String sort	Sorts an array of strings of arbitrary length.	Memory-move performance.
Bitfield	Executes a variety of bit manipulation functions.	"Bit twiddling" performance.
Emulated floating-point	A small software floating-point package.	Good measurement of overall performance.
Fourier coefficients	A numerical analysis routine for calculating series approximations of waveforms.	Good measure of transcendental and trigonometric performance of FPU.
Assignment algorithm	A well-known task allocation algorithm.	The test moves through large integer arrays in both row-wise and column-wise fashion.
Huffman compression	A well-known text and graphics compression algorithm.	A combination of byte operations, bit twiddling, and overall integer manipulation. Should be a good general measurement.
IDEA encryption	A relatively new block cipher algorithm.	Moves through data sequentially in 16-bit chunks. Should provide a good indication of raw speed.
Neural Net	A small but functional back-propagation network simulator.	Small-array floating-point test heavily dependent on the exponential function; less dependent on overall FPU performance.
LU Decomposition	A robust algorithm for solving linear equations.	A floating-point test that moves through arrays in both row-wise and column-wise fashion. Exercises only fundamental math operations (+, -, *, /).

How test were done.

BYTEmark sources have been compiled using Apple MrC 4.1 under MPW (MrC stands as Macintosh RISC C, not Mister C) and Metrowerks CodeWarrior Pro 5.3 using different compiler settings. BYTEmark compiled with MrC later undergone dynamic optimization (+ block rearrangement) using Apple MrPlus. Tests run on iMac (333 MHz PowerPC G3/512 KB L2 Cache, MacOS 8.6) and Power Mac 7200 (75 MHz PowerPC 601, no L2 Cache, MacOS 8.6). Both Macs run in real-life mode (i.e. VM on, standard extensions loaded). Loading MacOS with extensions off resulted only few % improvement.

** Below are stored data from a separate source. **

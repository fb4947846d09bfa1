use chrono::{Days, NaiveDate};
use thiserror::Error;
use uuid::Uuid;

use super::contacts::{mark_primary, strip_contacts};
use super::fields::ExtractedFields;
use super::location::parse_location;
use crate::model::{Category, ClassifiedAd, SizeTier};
use crate::rules::CompiledRules;

pub const TITLE_MAX_CHARS: usize = 100;
pub const DESCRIPTION_MAX_CHARS: usize = 2000;
pub const TITLE_MIN_CHARS: usize = 3;
pub const DESCRIPTION_MIN_CHARS: usize = 10;

#[derive(Debug, Clone, PartialEq, Eq, Error)]
pub enum ValidationError {
    #[error("title shorter than 3 characters")]
    TitleTooShort,
    #[error("description shorter than 10 characters")]
    DescriptionTooShort,
    #[error("ad has no contacts")]
    NoContacts,
    #[error("expiration date out of range for {published_at} + {days} days")]
    ExpiryOutOfRange { published_at: NaiveDate, days: u64 },
}

/// Extracted and classified fields waiting for validation.
#[derive(Debug, Clone)]
pub struct AdCandidate {
    pub id: Uuid,
    pub fields: ExtractedFields,
    pub category: Category,
    pub size_tier: SizeTier,
    pub source_edition: String,
    pub source_page: u32,
}

pub fn truncate_chars(text: &str, max_chars: usize) -> String {
    match text.char_indices().nth(max_chars) {
        Some((cut, _)) => text[..cut].trim_end().to_string(),
        None => text.to_string(),
    }
}

pub fn expires_at(published_at: NaiveDate, tier: SizeTier) -> Option<NaiveDate> {
    published_at.checked_add_days(Days::new(tier.expiry_days()))
}

fn single_line(text: &str) -> String {
    text.split_whitespace().collect::<Vec<_>>().join(" ")
}

/// Cleans and bounds a candidate, rejecting it when it cannot satisfy the
/// record invariants. Historic imports always come out inactive.
pub fn normalize_and_validate(
    rules: &CompiledRules,
    candidate: AdCandidate,
    published_at: NaiveDate,
) -> Result<ClassifiedAd, ValidationError> {
    let AdCandidate {
        id,
        fields,
        category,
        size_tier,
        source_edition,
        source_page,
    } = candidate;

    let mut contacts = fields.contacts;
    if contacts.is_empty() {
        return Err(ValidationError::NoContacts);
    }
    mark_primary(&mut contacts);

    let title = truncate_chars(&single_line(&fields.title), TITLE_MAX_CHARS);
    let description = truncate_chars(
        &single_line(&strip_contacts(rules, &fields.description, &contacts)),
        DESCRIPTION_MAX_CHARS,
    );

    if title.chars().count() < TITLE_MIN_CHARS {
        return Err(ValidationError::TitleTooShort);
    }
    if description.chars().count() < DESCRIPTION_MIN_CHARS {
        return Err(ValidationError::DescriptionTooShort);
    }

    let expires_at =
        expires_at(published_at, size_tier).ok_or(ValidationError::ExpiryOutOfRange {
            published_at,
            days: size_tier.expiry_days(),
        })?;

    Ok(ClassifiedAd {
        id,
        category,
        title,
        description,
        contacts,
        location: parse_location(rules, &fields.raw_location_text),
        size_tier,
        price_text: fields.raw_price_text,
        published_at,
        expires_at,
        source_edition,
        source_page,
        is_historic: true,
        is_active: false,
    })
}
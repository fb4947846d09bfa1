//! Loading validated ads into the record sink: chunked idempotent upserts,
//! per-record fallback, retries, quarantine, resumable progress and replay.

pub mod importer;
pub mod pipeline;
pub mod progress;
pub mod quarantine;
pub mod replay;
pub mod retry;
pub mod sink;
pub mod sqlite_sink;
#[cfg(test)]
mod tests;
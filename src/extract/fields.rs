use thiserror::Error;

use super::boundaries::{is_contact_line, is_opening_line, is_title_line};
use super::contacts::{find_contacts, strip_contacts, tidy_line};
use crate::model::Contact;
use crate::rules::CompiledRules;

#[derive(Debug, Clone, Copy, PartialEq, Eq, Error)]
pub enum Reject {
    #[error("block carries no phone, whatsapp or e-mail contact")]
    NoContacts,
}

#[derive(Debug, Clone, PartialEq)]
pub struct ExtractedFields {
    pub title: String,
    pub description: String,
    pub contacts: Vec<Contact>,
    pub raw_location_text: String,
    pub raw_price_text: Option<String>,
}

/// Pulls title, description, contacts and raw location/price text out of
/// one ad block. Blocks without any contact are not ads.
pub fn extract(rules: &CompiledRules, block: &str) -> Result<ExtractedFields, Reject> {
    let contacts = find_contacts(rules, block);
    if contacts.is_empty() {
        return Err(Reject::NoContacts);
    }

    let lines: Vec<&str> = block
        .lines()
        .map(str::trim)
        .filter(|line| !line.is_empty())
        .collect();

    let (title_line, rest) = match choose_title_line(rules, &lines) {
        Some(index) => (lines[index].to_string(), lines[index + 1..].join("\n")),
        None => fallback_title(rules, &lines),
    };
    let title = strip_contacts(rules, &title_line, &contacts).replace('\n', " ");

    let description = strip_contacts(rules, &rest, &contacts)
        .lines()
        .collect::<Vec<_>>()
        .join(" ");

    Ok(ExtractedFields {
        title: tidy_line(&title),
        description,
        contacts,
        raw_location_text: lines.join("\n"),
        raw_price_text: rules
            .price
            .find(block)
            .map(|found| found.as_str().trim().to_string()),
    })
}

fn is_trivial(rules: &CompiledRules, line: &str) -> bool {
    line.chars().filter(|ch| ch.is_alphabetic()).count() < 3
        || rules.bare_amount.is_match(line)
        || is_contact_line(rules, line)
}

fn choose_title_line(rules: &CompiledRules, lines: &[&str]) -> Option<usize> {
    lines
        .iter()
        .take(rules.title_scan_lines)
        .position(|line| {
            (is_title_line(rules, line) || is_opening_line(rules, line))
                && !is_trivial(rules, line)
        })
        .or_else(|| lines.iter().position(|line| !is_trivial(rules, line)))
}

/// Last resort: the first few words of the block become the title.
fn fallback_title(rules: &CompiledRules, lines: &[&str]) -> (String, String) {
    let joined = lines.join(" ");
    let words: Vec<&str> = joined.split_whitespace().collect();
    let cut = rules.fallback_title_words.min(words.len());
    (words[..cut].join(" "), words[cut..].join(" "))
}

#[cfg(test)]
mod tests {
    use super::*;
    use crate::model::ContactKind;
    use crate::rules::RuleSet;

    fn rules() -> CompiledRules {
        CompiledRules::compile(&RuleSet::default()).unwrap()
    }

    #[test]
    fn picks_uppercase_title_and_strips_contacts() {
        let fields = extract(
            &rules(),
            "AVISO EN MAYÚSCULAS\nDescripción de prueba larga.\nCel: 987654321",
        )
        .unwrap();

        assert_eq!(fields.title, "AVISO EN MAYÚSCULAS");
        assert_eq!(fields.description, "Descripción de prueba larga.");
        assert_eq!(fields.contacts.len(), 1);
        assert_eq!(fields.contacts[0].kind, ContactKind::Phone);
        assert!(fields.contacts[0].is_primary);
    }

    #[test]
    fn opening_phrase_line_can_be_title() {
        let fields = extract(
            &rules(),
            "S/. 35,000\nSe vende terreno en Poroy\n300 m2 con agua y luz\nRazón 984222333",
        )
        .unwrap();
        assert_eq!(fields.title, "Se vende terreno en Poroy");
        assert_eq!(fields.description, "300 m2 con agua y luz");
        assert_eq!(fields.raw_price_text.as_deref(), Some("S/. 35,000"));
    }

    #[test]
    fn falls_back_to_first_non_trivial_line() {
        let fields = extract(
            &rules(),
            "Cel 987654321\nclases de matemática para escolares\ntodos los niveles",
        )
        .unwrap();
        assert_eq!(fields.title, "clases de matemática para escolares");
        assert_eq!(fields.description, "todos los niveles");
    }

    #[test]
    fn falls_back_to_leading_words() {
        let fields = extract(&rules(), "987654321 ok").unwrap();
        assert_eq!(fields.title, "ok");
        assert!(fields.description.is_empty());
    }

    #[test]
    fn block_without_contact_is_rejected() {
        let result = extract(
            &rules(),
            "EDITORIAL DE LA SEMANA\nLa feria regional se realizará en la plaza principal",
        );
        assert_eq!(result.unwrap_err(), Reject::NoContacts);
    }
}
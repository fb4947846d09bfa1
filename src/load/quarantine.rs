use std::fs;
use std::path::Path;

use anyhow::{Context, Result};

use crate::model::{QuarantineEntry, QuarantineFile};
use crate::util::{now_utc_string, read_json, write_json_pretty};

pub const QUARANTINE_VERSION: u32 = 1;

pub fn read_entries(path: &Path) -> Result<Vec<QuarantineEntry>> {
    if !path.exists() {
        return Ok(Vec::new());
    }
    let file: QuarantineFile = read_json(path)?;
    Ok(file.entries)
}

/// Rewrites the quarantine file for `unit_id`, or removes it once nothing is
/// left to replay.
pub fn write_entries(path: &Path, unit_id: &str, entries: Vec<QuarantineEntry>) -> Result<()> {
    if entries.is_empty() {
        if path.exists() {
            fs::remove_file(path)
                .with_context(|| format!("failed to remove {}", path.display()))?;
        }
        return Ok(());
    }

    let file = QuarantineFile {
        manifest_version: QUARANTINE_VERSION,
        unit_id: unit_id.to_string(),
        updated_at: now_utc_string(),
        entries,
    };
    write_json_pretty(path, &file)
}

/// Adds `incoming` to `existing`; an entry for a record id already present
/// replaces the older one in place.
pub fn merge_entries(existing: &mut Vec<QuarantineEntry>, incoming: Vec<QuarantineEntry>) {
    for entry in incoming {
        match existing
            .iter_mut()
            .find(|current| current.record.id == entry.record.id)
        {
            Some(current) => *current = entry,
            None => existing.push(entry),
        }
    }
}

Test 1 - Instruction Scheduling Benchmark (iMac 333, MacOS 8.6, CodeWarrior 5.3, global & local optimization off).

Legend
1	Instruction Scheduling off
2	Instruction Scheduling on

It seems Instruction Scheduling alone really will not give us very much (less than 4%). PowerPC out of order execution mechanism is indeed very good.

Test 2 - Optimized and Non-optimized Code Performance Comparison (iMac 333, MacOS 8.6).

Legend
CW Pro Opt off	CodeWarrior Pro 5.3, Local & Global Optimization off, Instruction Scheduling off.
CW Pro Opt on	CodeWarrior Pro 5.3, Peephole Optimization, Speed Optimization on (Level 4), Instruction Scheduling on (PowerPC Generic), Smart Inlining.
MrC Opt off	Apple MrC 4.1, Local & Global Optimization off, Instruction Scheduling on (PowerPC Generic, could not be turned off)
MrC Opt on	Apple MrC 4.1, Local & Global Optimization on, Instruction Scheduling on (PowerPC Generic), Inline All, Static & Dynamic Optimization with Apple MrPlus (Instrument Branches, Block Rearrangement).

Please take a look at Bitfield test. BYTEmark compiled with MrC have enormous performance number shown in Bitfield test - above 900. This is not a bug, some earlier versions of CodeWarrior were able to generate approximately the same score. I do not know the reason of so vary results. If you look at another tests, you will see that performance of CodeWarrior and MrC compares. Due to high Bitfield result MrC topped BYTEmark Integer Index by significant degree. That's another lesson - unusually high score in one test can draw biassed judgment.

Dynamic optimization based on profiling

Apple Code Coverage & Performance Tool called MrPlus allows to generate enhanced version of executable with special codes which instrument branches, record and output statistics collected during run time. This data later used by MrPlus for updating branch prediction hints and block rearrangement (block rearrangement changes order of executable code, moves unused blocks to the end of code section and thus, improves the efficiency of the instruction cache).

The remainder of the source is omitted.